As indicated in the preamble to the April 2014 proposed rule, given the large number of diseases, vaccine types, and efficacy models, it is not possible to standardize the study design for all efficacy studies. We will, however, seek industry input regarding the development of a data summary template and educational guide. These documents will then be made available on our Web site in draft form for public comment.

Guidance Documents and Web Site

Some commenters emphasized the need for a general users' guide or other guidance documents to supplement this final rule. It was suggested that, among other things, our guidance documents should address advertising and promotion of products under the new system. Commenters stated that such documents should indicate that the data in the summaries is intended to provide information relative to the licensure of a product, that comparisons among the products with differing experimental models is not scientifically valid, and that we preclude manufacturers from making such comparisons in advertising and promotion outside of head-to-head studies.
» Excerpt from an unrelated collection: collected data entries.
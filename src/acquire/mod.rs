// Turns an upload into a database file the rest of the pipeline can open.
// Every upload gets its own directory, so SQLite's -wal, -shm and -journal
// siblings go away together with the database when the request ends.
pub mod db_file;
pub mod script;

use std::fs;
use std::io;
use std::path::{Path, PathBuf};
use tempfile::TempDir;
use thiserror::Error;
use tracing::{debug, info, warn};

use crate::config::{PipelineConfig, UploadConfig};

/// Name prefix of every temporary upload directory this process creates.
pub const UPLOAD_PREFIX: &str = "nl-sqlite-";

#[derive(Error, Debug)]
pub enum AcquireError {
    #[error("Unsupported file type.")]
    UnsupportedFileType(String),

    #[error("SQL scripts are disabled, upload a .db file instead")]
    ScriptsDisabled,

    #[error("Uploaded file is empty")]
    EmptyUpload,

    #[error("No database uploaded")]
    MissingUpload,

    #[error("Error while creating temporary database: {0}")]
    TempFile(io::Error),

    #[error("Error while saving DB file: {0}")]
    SaveDbFile(io::Error),

    #[error("Error while processing SQL file: {0}")]
    ProcessScript(String),
}

#[derive(Debug, Clone, Copy, PartialEq, Eq)]
pub enum UploadKind {
    Database,
    Script,
}

impl UploadKind {
    pub fn from_file_name(name: &str) -> Result<Self, AcquireError> {
        let extension = Path::new(name)
            .extension()
            .and_then(|ext| ext.to_str())
            .ok_or_else(|| AcquireError::UnsupportedFileType(name.to_string()))?;

        match extension.to_lowercase().as_str() {
            "db" => Ok(UploadKind::Database),
            "sql" => Ok(UploadKind::Script),
            _ => Err(AcquireError::UnsupportedFileType(name.to_string())),
        }
    }
}

pub trait Materializer: Send + Sync {
    /// Fills `target`, an existing empty file, from the uploaded bytes.
    fn materialize(&self, bytes: &[u8], target: &Path) -> Result<(), AcquireError>;
}

/// Database a request runs against.
#[derive(Debug)]
pub enum AcquiredDatabase {
    /// Removed from disk, directory and all, when dropped.
    Temporary { _dir: TempDir, path: PathBuf },
    /// Configured database used when nothing was uploaded; never removed.
    Fixed(PathBuf),
}

impl AcquiredDatabase {
    pub fn path(&self) -> &Path {
        match self {
            AcquiredDatabase::Temporary { path, .. } => path.as_path(),
            AcquiredDatabase::Fixed(path) => path.as_path(),
        }
    }

    pub fn is_temporary(&self) -> bool {
        matches!(self, AcquiredDatabase::Temporary { .. })
    }
}

#[derive(Debug, Clone)]
pub struct Acquirer {
    db_file: db_file::DbFileMaterializer,
    script: script::ScriptMaterializer,
    temp_dir: PathBuf,
    accept_scripts: bool,
    default_database: Option<PathBuf>,
}

impl Acquirer {
    pub fn new(upload: &UploadConfig, pipeline: &PipelineConfig) -> Self {
        Self {
            db_file: db_file::DbFileMaterializer,
            script: script::ScriptMaterializer,
            temp_dir: upload.temp_dir.clone(),
            accept_scripts: pipeline.accept_scripts,
            default_database: pipeline.default_database.clone(),
        }
    }

    pub fn accepts_scripts(&self) -> bool {
        self.accept_scripts
    }

    /// Writes the upload to a fresh temporary database and returns it.
    pub fn acquire(&self, file_name: &str, bytes: &[u8]) -> Result<AcquiredDatabase, AcquireError> {
        let kind = UploadKind::from_file_name(file_name).inspect_err(|_| {
            warn!("Rejected upload '{}': unsupported extension", file_name);
        })?;
        if kind == UploadKind::Script && !self.accept_scripts {
            return Err(AcquireError::ScriptsDisabled);
        }
        if bytes.is_empty() {
            return Err(AcquireError::EmptyUpload);
        }

        fs::create_dir_all(&self.temp_dir).map_err(AcquireError::TempFile)?;
        let dir = tempfile::Builder::new()
            .prefix(UPLOAD_PREFIX)
            .tempdir_in(&self.temp_dir)
            .map_err(AcquireError::TempFile)?;
        let path = dir.path().join("upload.db");

        let materializer: &dyn Materializer = match kind {
            UploadKind::Database => &self.db_file,
            UploadKind::Script => &self.script,
        };
        // On error dir drops here and the partial file goes with it
        materializer.materialize(bytes, &path)?;

        info!(
            "Acquired {:?} upload '{}' ({} bytes) at {}",
            kind,
            file_name,
            bytes.len(),
            path.display()
        );
        Ok(AcquiredDatabase::Temporary { _dir: dir, path })
    }

    /// The configured database for requests without an upload.
    pub fn fallback(&self) -> Result<AcquiredDatabase, AcquireError> {
        match &self.default_database {
            Some(path) if path.exists() => {
                debug!("No upload, using default database {}", path.display());
                Ok(AcquiredDatabase::Fixed(path.clone()))
            }
            Some(path) => {
                warn!("Default database {} does not exist", path.display());
                Err(AcquireError::MissingUpload)
            }
            None => Err(AcquireError::MissingUpload),
        }
    }
}

/// Deletes upload directories and files left behind by an earlier run.
pub fn sweep_stale_uploads(dir: &Path) -> io::Result<usize> {
    if !dir.exists() {
        return Ok(0);
    }

    let mut removed = 0;
    for entry in fs::read_dir(dir)?.filter_map(Result::ok) {
        let name = entry.file_name();
        let Some(name) = name.to_str() else { continue };
        if !name.starts_with(UPLOAD_PREFIX) {
            continue;
        }
        let path = entry.path();
        let removal = if path.is_dir() {
            fs::remove_dir_all(&path)
        } else {
            fs::remove_file(&path)
        };
        match removal {
            Ok(()) => removed += 1,
            Err(e) => warn!("Failed to remove stale upload {}: {}", name, e),
        }
    }

    if removed > 0 {
        info!("Removed {} stale uploads from {}", removed, dir.display());
    }
    Ok(removed)
}
use serde::Serialize;
use std::sync::Arc;
use thiserror::Error;
use tracing::{debug, info, warn};

use crate::acquire::{AcquireError, Acquirer};
use crate::config::AppConfig;
use crate::db::executor::{ExecError, ResultSet, run_query};
use crate::db::guard::{GuardError, StatementPolicy, check_statement};
use crate::db::schema::{SchemaDescription, SchemaError, extract_schema};
use crate::llm::{LlmError, LlmManager};

/// An uploaded file as received from the client.
#[derive(Debug, Clone)]
pub struct Upload {
    pub file_name: String,
    pub bytes: Vec<u8>,
}

#[derive(Debug, Clone)]
pub struct QueryRequest {
    pub upload: Option<Upload>,
    pub question: String,
}

/// Where a request stopped.
#[derive(Debug, Clone, Copy, PartialEq, Eq, Serialize)]
#[serde(rename_all = "snake_case")]
pub enum Stage {
    Input,
    Acquire,
    Extract,
    Synthesize,
    Validate,
    Execute,
}

#[derive(Error, Debug)]
pub enum PipelineError {
    #[error("Please enter a question")]
    EmptyQuestion,

    #[error(transparent)]
    Acquire(#[from] AcquireError),

    #[error(transparent)]
    Schema(#[from] SchemaError),

    #[error(transparent)]
    Llm(#[from] LlmError),

    #[error(transparent)]
    Guard(#[from] GuardError),

    #[error(transparent)]
    Exec(#[from] ExecError),

    #[error("Background task failed during {stage:?}: {message}")]
    Task { stage: Stage, message: String },
}

impl PipelineError {
    pub fn stage(&self) -> Stage {
        match self {
            PipelineError::EmptyQuestion => Stage::Input,
            PipelineError::Acquire(_) => Stage::Acquire,
            PipelineError::Schema(_) => Stage::Extract,
            PipelineError::Llm(_) => Stage::Synthesize,
            PipelineError::Guard(_) => Stage::Validate,
            PipelineError::Exec(_) => Stage::Execute,
            PipelineError::Task { stage, .. } => *stage,
        }
    }
}

/// Everything the presenter needs about one request.
#[derive(Debug)]
pub struct QueryReport {
    pub question: String,
    pub sql: Option<String>,
    pub schema: Option<SchemaDescription>,
    pub outcome: Result<ResultSet, PipelineError>,
}

/// Acquire, extract, synthesize, validate and execute, in that order.
pub struct Pipeline {
    acquirer: Acquirer,
    llm: Arc<LlmManager>,
    include_schema: bool,
    policy: StatementPolicy,
}

impl Pipeline {
    pub fn new(config: &AppConfig, llm: Arc<LlmManager>) -> Self {
        Self {
            acquirer: Acquirer::new(&config.upload, &config.pipeline),
            llm,
            include_schema: config.pipeline.include_schema,
            policy: config.pipeline.statement_policy,
        }
    }

    pub fn policy(&self) -> StatementPolicy {
        self.policy
    }

    pub fn include_schema(&self) -> bool {
        self.include_schema
    }

    pub fn accepts_scripts(&self) -> bool {
        self.acquirer.accepts_scripts()
    }

    pub fn model(&self) -> &str {
        self.llm.model()
    }

    pub async fn run(&self, request: QueryRequest) -> QueryReport {
        let mut report = QueryReport {
            question: request.question.trim().to_string(),
            sql: None,
            schema: None,
            outcome: Ok(ResultSet::default()),
        };

        let outcome = self.run_stages(request.upload, &mut report).await;
        report.outcome = outcome;
        match &report.outcome {
            Ok(result) => info!("Answered question with {} rows", result.row_count()),
            Err(e) => warn!("Pipeline stopped at {:?}: {}", e.stage(), e),
        }
        report
    }

    async fn run_stages(
        &self,
        upload: Option<Upload>,
        report: &mut QueryReport,
    ) -> Result<ResultSet, PipelineError> {
        if report.question.is_empty() {
            return Err(PipelineError::EmptyQuestion);
        }

        // The acquired database lives until this function returns, however it returns
        let acquirer = self.acquirer.clone();
        let database = blocking(Stage::Acquire, move || match upload {
            Some(upload) => acquirer.acquire(&upload.file_name, &upload.bytes),
            None => acquirer.fallback(),
        })
        .await?;
        debug!(
            "Querying {} ({})",
            database.path().display(),
            if database.is_temporary() { "upload" } else { "default database" }
        );

        let schema_text = if self.include_schema {
            let path = database.path().to_path_buf();
            let schema = blocking(Stage::Extract, move || extract_schema(&path)).await?;
            let tables: Vec<String> = schema.tables.iter().map(|table| table.signature()).collect();
            debug!("Extracted schema: {}", tables.join("; "));
            let text = schema.to_string();
            report.schema = Some(schema);
            Some(text)
        } else {
            None
        };

        let sql = self
            .llm
            .generate_sql(&report.question, schema_text.as_deref())
            .await?;
        debug!("Generated SQL: {}", sql);
        report.sql = Some(sql.clone());

        check_statement(&sql, self.policy)?;

        let path = database.path().to_path_buf();
        let policy = self.policy;
        let result = blocking(Stage::Execute, move || run_query(&path, &sql, policy)).await?;

        Ok(result)
    }
}

/// Runs blocking file or SQLite work off the async runtime.
async fn blocking<T, E, F>(stage: Stage, work: F) -> Result<T, PipelineError>
where
    F: FnOnce() -> Result<T, E> + Send + 'static,
    T: Send + 'static,
    E: Into<PipelineError> + Send + 'static,
{
    tokio::task::spawn_blocking(work)
        .await
        .map_err(|e| PipelineError::Task {
            stage,
            message: e.to_string(),
        })?
        .map_err(Into::into)
}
We agree with these comments and, as noted above, we will release a users' guide and other guidance documents as this final rule is being implemented, and we will make the documents available on our Web site in draft form for public comment. For the purposes of marketing, promotion, or advertising, the manufacturers will be allowed to include a statement on promotional and advertising material referring the user to the APHIS Web site, where additional efficacy and safety data may be found. Promotional studies would not be disclosed on the Web site. This policy is consistent with previous guidelines and regulations and would not confer an advantage to any particular manufacturer.

A commenter suggested that our Web site should contain a “click through” requiring a person wanting to access the data summaries to “click” to indicate he or she has read the statements on the limitation of data comparisons before accessing the material.

We will consider this comment as we craft the Web site that will house the educational material and efficacy and safety summaries.

Commenters stated that the Web address allowing users to access the data summaries is too long and not user friendly. The commenters suggested that the URL should fit on a label and that, in addition, we should allow the Web address to be excluded from very small labels.

We agree with these comments. The new Web address reads as follows: productdata.aphis.usda.gov. We will also allow the Web address to be excluded from very small labels.

Additional Comments

A commenter stated that clarification was needed regarding how the requirements contained in this final rule would apply to in-vitro diagnostics, which are subject to the same restrictions as vaccines and other in-vivo products.

As indicated in the preamble to the April 2014 proposed rule, diagnostic products are not covered under this rulemaking. Further, the rulemaking is not applicable to allergenic extracts or autogenous products.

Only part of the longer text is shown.